«Cette grève est bien suivie et elle va l’être de mieux en mieux», a prévenu Louis Jobard, porte-parole du Syndicat national des pilotes. Le premier syndicat de pilotes a en effet assuré à Reuters que plus de 50% des pilotes étaient en grève lundi matin. Des centaines d’employés ont par ailleurs manifesté devant le terminal 2F de l’aéroport de Roissy en fin de matinée, et l’accès au terminal a été entièrement bloqué par des CRS.
Thierry Mariani a de son côté annoncé sur RTL que le gouvernement irait «jusqu’au bout» dans sa volonté d’encadrer le droit de grève dans les transports aériens. «C’est une nécessité, c’est une chose que les Français comprennent», a affirmé le ministre des Transports. «Le droit de grève est maintenu, le droit de grève existe toujours, mais les passagers ont enfin quelques droits», a-t-il ajouté.

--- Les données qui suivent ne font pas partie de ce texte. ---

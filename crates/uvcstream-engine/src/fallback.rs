//! Resolution fallback controller.
//!
//! Watches packet loss over a sliding window and MJPEG frame sizes over
//! 30-frame batches, and decides when the session should step down the
//! resolution ladder or climb back up after a stable stretch. The decision
//! is returned to the session, which owns the restart sequencing.

use std::time::{Duration, Instant};

use tracing::{info, warn};

use crate::config::{
    MIN_PACKETS_FOR_STATS, MJPEG_MIN_AVG_PERCENT, MJPEG_SIZE_BATCH, MJPEG_SIZE_CHECK_INTERVAL,
    PACKET_LOSS_ACTION_PERCENT, RECOVERY_DELAY, STATS_WINDOW,
};

/// Fallback policy knobs, defaulting to the shipped thresholds.
#[derive(Debug, Clone, Copy)]
pub struct FallbackConfig {
    pub loss_threshold_percent: f32,
    pub evaluation_interval: Duration,
    pub min_packets_for_eval: u64,
    pub auto_recovery: bool,
    pub recovery_delay: Duration,
}

impl Default for FallbackConfig {
    fn default() -> Self {
        Self {
            loss_threshold_percent: PACKET_LOSS_ACTION_PERCENT,
            evaluation_interval: STATS_WINDOW,
            min_packets_for_eval: MIN_PACKETS_FOR_STATS,
            auto_recovery: true,
            recovery_delay: RECOVERY_DELAY,
        }
    }
}

/// What the controller wants the session to do next.
#[derive(Debug, Clone, Copy, PartialEq, Eq)]
pub enum FallbackDecision {
    None,
    /// Step one ladder level down (lower resolution) and restart.
    StepDown,
    /// Step one ladder level up (higher resolution) and restart.
    Recover,
}

/// Sliding-window loss evaluation plus MJPEG starvation detection.
#[derive(Debug)]
pub struct FallbackController {
    config: FallbackConfig,
    max_level: usize,
    current_level: usize,
    active: bool,
    warned_at_minimum: bool,
    stable_since: Option<Instant>,
    window_started: Option<Instant>,
    window_packets: u64,
    window_errors: u64,
    last_success_total: u64,
    last_error_total: u64,
    mjpeg_size_sum: u64,
    mjpeg_size_count: u32,
    last_size_check: Instant,
}

impl FallbackController {
    /// `max_level` is the deepest ladder level (count - 1).
    pub fn new(config: FallbackConfig, max_level: usize) -> Self {
        Self {
            config,
            max_level,
            current_level: 0,
            active: false,
            warned_at_minimum: false,
            stable_since: None,
            window_started: None,
            window_packets: 0,
            window_errors: 0,
            last_success_total: 0,
            last_error_total: 0,
            mjpeg_size_sum: 0,
            mjpeg_size_count: 0,
            last_size_check: Instant::now(),
        }
    }

    pub fn current_level(&self) -> usize {
        self.current_level
    }

    pub fn is_active(&self) -> bool {
        self.active
    }

    pub fn at_minimum(&self) -> bool {
        self.current_level >= self.max_level
    }

    /// Starts a session at the given ladder level (safe mode starts low).
    pub fn set_level(&mut self, level: usize) {
        self.current_level = level.min(self.max_level);
        self.active = self.current_level > 0;
    }

    /// Feeds cumulative packet counters from the transport stats; the
    /// controller windows them internally by delta.
    pub fn update_window(&mut self, success_total: u64, error_total: u64) {
        let delta_success = success_total.saturating_sub(self.last_success_total);
        let delta_errors = error_total.saturating_sub(self.last_error_total);
        self.last_success_total = success_total;
        self.last_error_total = error_total;
        self.window_packets += delta_success + delta_errors;
        self.window_errors += delta_errors;
    }

    /// Evaluates the window. At most one decision per evaluation interval;
    /// windows with too few packets are discarded.
    pub fn evaluate(&mut self) -> FallbackDecision {
        let now = Instant::now();
        let Some(started) = self.window_started else {
            self.window_started = Some(now);
            self.window_packets = 0;
            self.window_errors = 0;
            return FallbackDecision::None;
        };
        if now.duration_since(started) < self.config.evaluation_interval {
            return FallbackDecision::None;
        }
        if self.window_packets < self.config.min_packets_for_eval {
            self.reset_window(now);
            return FallbackDecision::None;
        }

        let loss_percent = 100.0 * self.window_errors as f32 / self.window_packets as f32;
        let decision = if loss_percent > self.config.loss_threshold_percent {
            self.stable_since = None;
            self.request_step_down(loss_percent)
        } else {
            self.consider_recovery(now)
        };

        self.reset_window(now);
        decision
    }

    /// MJPEG frames far below the plausible compressed size mean the bus is
    /// starving the camera mid-frame. Checked every 30 frames, at most once
    /// per 5 s. `expected_min` is the resolution's minimum plausible size.
    pub fn record_mjpeg_frame_size(&mut self, size: usize, expected_min: usize) -> FallbackDecision {
        self.mjpeg_size_sum += size as u64;
        self.mjpeg_size_count += 1;
        if self.mjpeg_size_count < MJPEG_SIZE_BATCH
            || self.last_size_check.elapsed() < MJPEG_SIZE_CHECK_INTERVAL
        {
            return FallbackDecision::None;
        }

        let average = (self.mjpeg_size_sum / u64::from(self.mjpeg_size_count)) as usize;
        self.mjpeg_size_sum = 0;
        self.mjpeg_size_count = 0;
        self.last_size_check = Instant::now();

        if average < expected_min * MJPEG_MIN_AVG_PERCENT / 100 {
            warn!(
                average,
                expected_min, "MJPEG frames far below plausible size, bandwidth starved"
            );
            return self.request_step_down(0.0);
        }
        FallbackDecision::None
    }

    /// The session applied a step down.
    pub fn note_step_down(&mut self) {
        self.current_level = (self.current_level + 1).min(self.max_level);
        self.active = true;
        self.warned_at_minimum = false;
        self.stable_since = None;
        self.reset_counters();
        info!(level = self.current_level, "resolution fallback applied");
    }

    /// The session recovered one level.
    pub fn note_recovery(&mut self) {
        self.current_level = self.current_level.saturating_sub(1);
        if self.current_level == 0 {
            self.active = false;
        }
        self.stable_since = None;
        self.reset_counters();
        info!(level = self.current_level, "resolution recovery applied");
    }

    /// Session restart: counters go back to zero, the level stays.
    pub fn reset_counters(&mut self) {
        self.window_started = None;
        self.window_packets = 0;
        self.window_errors = 0;
        self.last_success_total = 0;
        self.last_error_total = 0;
        self.mjpeg_size_sum = 0;
        self.mjpeg_size_count = 0;
    }

    fn request_step_down(&mut self, loss_percent: f32) -> FallbackDecision {
        if self.at_minimum() {
            if !self.warned_at_minimum {
                warn!("already at minimum resolution, cannot fall back further");
                self.warned_at_minimum = true;
            }
            return FallbackDecision::None;
        }
        warn!(
            loss_percent,
            level = self.current_level,
            "packet loss above threshold, requesting resolution fallback"
        );
        FallbackDecision::StepDown
    }

    fn consider_recovery(&mut self, now: Instant) -> FallbackDecision {
        if !self.config.auto_recovery || self.current_level == 0 {
            self.stable_since = None;
            return FallbackDecision::None;
        }
        match self.stable_since {
            None => {
                self.stable_since = Some(now);
                FallbackDecision::None
            }
            Some(since) if now.duration_since(since) > self.config.recovery_delay => {
                info!(
                    level = self.current_level,
                    "link stable, attempting resolution recovery"
                );
                FallbackDecision::Recover
            }
            Some(_) => FallbackDecision::None,
        }
    }

    fn reset_window(&mut self, now: Instant) {
        self.window_started = Some(now);
        self.window_packets = 0;
        self.window_errors = 0;
    }
}

#[cfg(test)]
mod tests {
    use super::*;

    fn fast_config() -> FallbackConfig {
        FallbackConfig {
            loss_threshold_percent: 10.0,
            evaluation_interval: Duration::from_millis(0),
            min_packets_for_eval: 100,
            auto_recovery: true,
            recovery_delay: Duration::from_millis(0),
        }
    }

    #[test]
    fn high_loss_triggers_step_down() {
        let mut controller = FallbackController::new(fast_config(), 3);
        assert_eq!(controller.evaluate(), FallbackDecision::None); // arms the window

        // 200 packets, 25 errors: 12.5% > 10%.
        controller.update_window(175, 25);
        assert_eq!(controller.evaluate(), FallbackDecision::StepDown);

        controller.note_step_down();
        assert_eq!(controller.current_level(), 1);
        assert!(controller.is_active());
    }

    #[test]
    fn low_loss_never_steps_down() {
        let mut controller = FallbackController::new(fast_config(), 3);
        controller.evaluate();
        controller.update_window(195, 5); // 2.5%
        assert_eq!(controller.evaluate(), FallbackDecision::None);
        assert!(!controller.is_active());
    }

    #[test]
    fn too_few_packets_is_no_decision() {
        let mut controller = FallbackController::new(fast_config(), 3);
        controller.evaluate();
        controller.update_window(30, 20); // 40% loss but only 50 packets
        assert_eq!(controller.evaluate(), FallbackDecision::None);
    }

    #[test]
    fn at_minimum_warns_once_and_stops() {
        let mut controller = FallbackController::new(fast_config(), 1);
        controller.set_level(1);
        controller.evaluate();
        controller.update_window(100, 50);
        assert_eq!(controller.evaluate(), FallbackDecision::None);
        assert!(controller.at_minimum());
    }

    #[test]
    fn stable_link_recovers_after_delay() {
        let mut controller = FallbackController::new(fast_config(), 3);
        controller.set_level(2);

        controller.evaluate();
        controller.update_window(200, 0);
        // First clean window starts the stability clock.
        assert_eq!(controller.evaluate(), FallbackDecision::None);
        controller.update_window(400, 0);
        // Zero recovery delay in this config: second clean window recovers.
        assert_eq!(controller.evaluate(), FallbackDecision::Recover);

        controller.note_recovery();
        assert_eq!(controller.current_level(), 1);
        assert!(controller.is_active());
        controller.note_recovery();
        assert!(!controller.is_active());
    }

    #[test]
    fn loss_resets_the_stability_clock() {
        let config = FallbackConfig {
            recovery_delay: Duration::from_secs(3600),
            ..fast_config()
        };
        let mut controller = FallbackController::new(config, 3);
        controller.set_level(1);
        controller.evaluate();
        controller.update_window(200, 0);
        assert_eq!(controller.evaluate(), FallbackDecision::None);
        // Lossy window: stability clock must restart.
        controller.update_window(400, 100);
        assert_eq!(controller.evaluate(), FallbackDecision::StepDown);
        assert!(controller.stable_since.is_none());
    }

    #[test]
    fn starved_mjpeg_frames_request_step_down() {
        let mut controller = FallbackController::new(fast_config(), 3);
        controller.last_size_check = Instant::now() - Duration::from_secs(6);

        // Expected minimum 10_000; frames average 1_000 (10% < 30%).
        let mut decision = FallbackDecision::None;
        for _ in 0..MJPEG_SIZE_BATCH {
            decision = controller.record_mjpeg_frame_size(1_000, 10_000);
        }
        assert_eq!(decision, FallbackDecision::StepDown);
    }

    #[test]
    fn healthy_mjpeg_sizes_pass() {
        let mut controller = FallbackController::new(fast_config(), 3);
        controller.last_size_check = Instant::now() - Duration::from_secs(6);
        let mut decision = FallbackDecision::StepDown;
        for _ in 0..MJPEG_SIZE_BATCH {
            decision = controller.record_mjpeg_frame_size(8_000, 10_000);
        }
        assert_eq!(decision, FallbackDecision::None);
    }

    #[test]
    fn counters_reset_keeps_level() {
        let mut controller = FallbackController::new(fast_config(), 3);
        controller.set_level(2);
        controller.update_window(100, 10);
        controller.reset_counters();
        assert_eq!(controller.current_level(), 2);
        assert_eq!(controller.window_packets, 0);
    }
}
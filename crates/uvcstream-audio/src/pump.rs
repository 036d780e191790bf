//! Audio transfer pump.

use std::sync::atomic::{AtomicBool, AtomicU64, Ordering};
use std::sync::Arc;
use std::thread::{self, JoinHandle};
use std::time::{Duration, Instant};

use tracing::{debug, info, warn};

use uvcstream_usb::{IsoPacket, UsbIsoEndpoint};

use crate::{AudioError, AudioResult, AudioRing, PcmFormat, AUDIO_PACKETS_PER_TRANSFER};

const RETRY_ATTEMPTS: u32 = 3;
const RETRY_INITIAL_BACKOFF: Duration = Duration::from_millis(1);
const RETRY_MAX_BACKOFF: Duration = Duration::from_millis(10);
const STATS_INTERVAL: Duration = Duration::from_secs(30);

/// Counters shared between the pump thread and its owner.
#[derive(Debug, Default)]
pub struct AudioPumpStats {
    pub transfers: AtomicU64,
    pub transfer_errors: AtomicU64,
    pub packets_copied: AtomicU64,
}

/// Drives isochronous IN transfers on the audio endpoint and feeds the ring.
///
/// One pump per streaming session; `start` hands the endpoint to a dedicated
/// thread, `stop` signals it and joins. The thread checks the stop flag
/// between transfers, so the join is prompt.
pub struct AudioPump {
    thread: Option<JoinHandle<()>>,
    should_stop: Arc<AtomicBool>,
    running: Arc<AtomicBool>,
    stats: Arc<AudioPumpStats>,
}

impl Default for AudioPump {
    fn default() -> Self {
        Self::new()
    }
}

impl AudioPump {
    pub fn new() -> Self {
        Self {
            thread: None,
            should_stop: Arc::new(AtomicBool::new(false)),
            running: Arc::new(AtomicBool::new(false)),
            stats: Arc::new(AudioPumpStats::default()),
        }
    }

    pub fn is_running(&self) -> bool {
        self.running.load(Ordering::SeqCst)
    }

    pub fn stats(&self) -> &Arc<AudioPumpStats> {
        &self.stats
    }

    /// Spawns the pump thread over an opened endpoint.
    pub fn start(
        &mut self,
        endpoint: Box<dyn UsbIsoEndpoint>,
        max_packet_size: u32,
        format: PcmFormat,
        ring: Arc<AudioRing>,
    ) -> AudioResult<()> {
        if self.is_running() {
            return Err(AudioError::AlreadyStarted);
        }

        let format = format.with_fallbacks();
        info!(
            rate = format.sample_rate,
            channels = format.channels,
            bits = format.bits_per_sample,
            max_packet_size,
            "starting audio pump"
        );

        self.should_stop.store(false, Ordering::SeqCst);
        self.running.store(true, Ordering::SeqCst);

        let should_stop = Arc::clone(&self.should_stop);
        let running = Arc::clone(&self.running);
        let stats = Arc::clone(&self.stats);

        let handle = thread::Builder::new()
            .name("audio-pump".into())
            .spawn(move || {
                pump_loop(endpoint, max_packet_size, format, ring, &should_stop, &stats);
                running.store(false, Ordering::SeqCst);
                debug!("audio pump thread exiting");
            })
            .map_err(|e| AudioError::Transport(uvcstream_usb::TransportError::Unknown(e.to_string())))?;

        self.thread = Some(handle);
        Ok(())
    }

    /// Signals the pump thread and waits for it to exit.
    pub fn stop(&mut self) -> AudioResult<()> {
        if self.thread.is_none() {
            return Err(AudioError::NotStarted);
        }
        self.should_stop.store(true, Ordering::SeqCst);
        if let Some(handle) = self.thread.take() {
            let _ = handle.join();
        }
        info!("audio pump stopped");
        Ok(())
    }
}

impl Drop for AudioPump {
    fn drop(&mut self) {
        self.should_stop.store(true, Ordering::SeqCst);
        if let Some(handle) = self.thread.take() {
            let _ = handle.join();
        }
    }
}

fn pump_loop(
    mut endpoint: Box<dyn UsbIsoEndpoint>,
    max_packet_size: u32,
    format: PcmFormat,
    ring: Arc<AudioRing>,
    should_stop: &AtomicBool,
    stats: &AudioPumpStats,
) {
    let mut bytes_per_packet = format.bytes_per_ms();
    if bytes_per_packet == 0 {
        bytes_per_packet = 192;
    }
    bytes_per_packet = bytes_per_packet.min(max_packet_size);

    let packet_count = AUDIO_PACKETS_PER_TRANSFER;
    let mut buffer = vec![0u8; bytes_per_packet as usize * packet_count];
    debug!(bytes_per_packet, packet_count, "audio pump loop entered");

    let mut consecutive_errors = 0u32;
    let mut backoff = RETRY_INITIAL_BACKOFF;
    let mut window_transfers = 0u64;
    let mut window_errors = 0u64;
    let mut last_report = Instant::now();

    while !should_stop.load(Ordering::SeqCst) {
        let mut packets = vec![IsoPacket::with_request_length(bytes_per_packet); packet_count];

        // Whole-transfer retry with short doubling backoff.
        let mut attempt = 0;
        let result = loop {
            match endpoint.submit(&mut buffer, &mut packets) {
                Ok(len) => break Ok(len),
                Err(err) if err.is_fatal() => break Err(err),
                Err(err) => {
                    attempt += 1;
                    if attempt >= RETRY_ATTEMPTS || should_stop.load(Ordering::SeqCst) {
                        break Err(err);
                    }
                    thread::sleep(backoff);
                    backoff = (backoff * 2).min(RETRY_MAX_BACKOFF);
                }
            }
        };

        stats.transfers.fetch_add(1, Ordering::Relaxed);
        window_transfers += 1;

        match result {
            Err(err) if err.is_fatal() => {
                warn!("audio endpoint gone: {err}");
                break;
            }
            Err(_) => {
                stats.transfer_errors.fetch_add(1, Ordering::Relaxed);
                window_errors += 1;
                consecutive_errors += 1;
                if consecutive_errors == 10 || consecutive_errors == 100 {
                    warn!(consecutive_errors, "audio transfer errors");
                }
                thread::sleep(backoff);
                continue;
            }
            Ok(_) => {
                if consecutive_errors > 0 {
                    consecutive_errors = 0;
                    backoff = RETRY_INITIAL_BACKOFF;
                }
            }
        }

        // Copy completed packets from their fixed slots into the ring; a
        // full ring drops the packet and the ring counts the overflow.
        for (i, packet) in packets.iter().enumerate() {
            if !packet.status.is_ok() || packet.actual_length == 0 {
                continue;
            }
            let offset = i * bytes_per_packet as usize;
            let end = offset + packet.actual_length as usize;
            if end > buffer.len() {
                continue;
            }
            if ring.write(&buffer[offset..end]) {
                stats.packets_copied.fetch_add(1, Ordering::Relaxed);
            }
        }

        if last_report.elapsed() > STATS_INTERVAL {
            if window_errors > 0 {
                info!(
                    transfers = window_transfers,
                    errors = window_errors,
                    error_percent = 100.0 * window_errors as f32 / window_transfers as f32,
                    "audio pump stats"
                );
            }
            last_report = Instant::now();
            window_transfers = 0;
            window_errors = 0;
        }
    }
}

#[cfg(test)]
mod tests {
    use super::*;
    use uvcstream_usb::{PacketStatus, TransportError, TransportResult};

    /// Endpoint that produces a ramp of PCM bytes, then stalls forever.
    struct ScriptedEndpoint {
        transfers_left: u32,
        next_value: u8,
    }

    impl UsbIsoEndpoint for ScriptedEndpoint {
        fn submit(
            &mut self,
            buffer: &mut [u8],
            packets: &mut [IsoPacket],
        ) -> TransportResult<usize> {
            if self.transfers_left == 0 {
                thread::sleep(Duration::from_millis(1));
                return Err(TransportError::Timeout);
            }
            self.transfers_left -= 1;
            let slot = packets[0].request_length as usize;
            let mut total = 0;
            for (i, packet) in packets.iter_mut().enumerate() {
                let offset = i * slot;
                for b in &mut buffer[offset..offset + slot] {
                    *b = self.next_value;
                    self.next_value = self.next_value.wrapping_add(1);
                }
                packet.actual_length = packet.request_length;
                packet.status = PacketStatus::Ok;
                total += slot;
            }
            Ok(total)
        }
    }

    #[test]
    fn pump_fills_ring_and_stops_cleanly() {
        let ring = Arc::new(AudioRing::new(AUDIO_RING_CAPACITY_FOR_TEST));
        let mut pump = AudioPump::new();
        let endpoint = Box::new(ScriptedEndpoint {
            transfers_left: 2,
            next_value: 1,
        });
        let format = PcmFormat {
            sample_rate: 8_000,
            channels: 1,
            bits_per_sample: 16,
        };
        // 8 kHz mono 16-bit: 16 bytes per packet, 16 packets per transfer.
        pump.start(endpoint, 512, format, Arc::clone(&ring)).unwrap();
        assert!(pump.is_running());

        // Two transfers of 256 bytes each.
        let mut out = vec![0u8; 512];
        let mut collected = 0;
        let deadline = Instant::now() + Duration::from_secs(2);
        while collected < out.len() && Instant::now() < deadline {
            collected += ring.read(&mut out[collected..]);
        }
        assert_eq!(collected, 512);
        let mut expected = 0u8;
        for &byte in &out {
            expected = expected.wrapping_add(1);
            assert_eq!(byte, expected);
        }

        pump.stop().unwrap();
        assert!(!pump.is_running());
    }

    #[test]
    fn double_start_is_rejected() {
        let ring = Arc::new(AudioRing::new(AUDIO_RING_CAPACITY_FOR_TEST));
        let mut pump = AudioPump::new();
        pump.start(
            Box::new(ScriptedEndpoint {
                transfers_left: 0,
                next_value: 0,
            }),
            512,
            PcmFormat::FALLBACK,
            Arc::clone(&ring),
        )
        .unwrap();
        let err = pump
            .start(
                Box::new(ScriptedEndpoint {
                    transfers_left: 0,
                    next_value: 0,
                }),
                512,
                PcmFormat::FALLBACK,
                ring,
            )
            .unwrap_err();
        assert!(matches!(err, AudioError::AlreadyStarted));
        pump.stop().unwrap();
    }

    #[test]
    fn stop_without_start_errors() {
        let mut pump = AudioPump::new();
        assert!(matches!(pump.stop(), Err(AudioError::NotStarted)));
    }

    const AUDIO_RING_CAPACITY_FOR_TEST: usize = 4096;
}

A l’origine du conflit, le projet du gouvernement, né après la grève des agents de sécurité des aéroports en décembre et la proposition de loi UMP, d’encadrer le droit de grève dans l’aérien. Le texte impose aux grévistes de se déclarer individuellement 48 heures à l’avance, ainsi qu’un devoir d’information pour les compagnies avec des prévisions de trafic 24 heures à l’avance, sur le modèle du service minimum à la SNCF et à la RATP.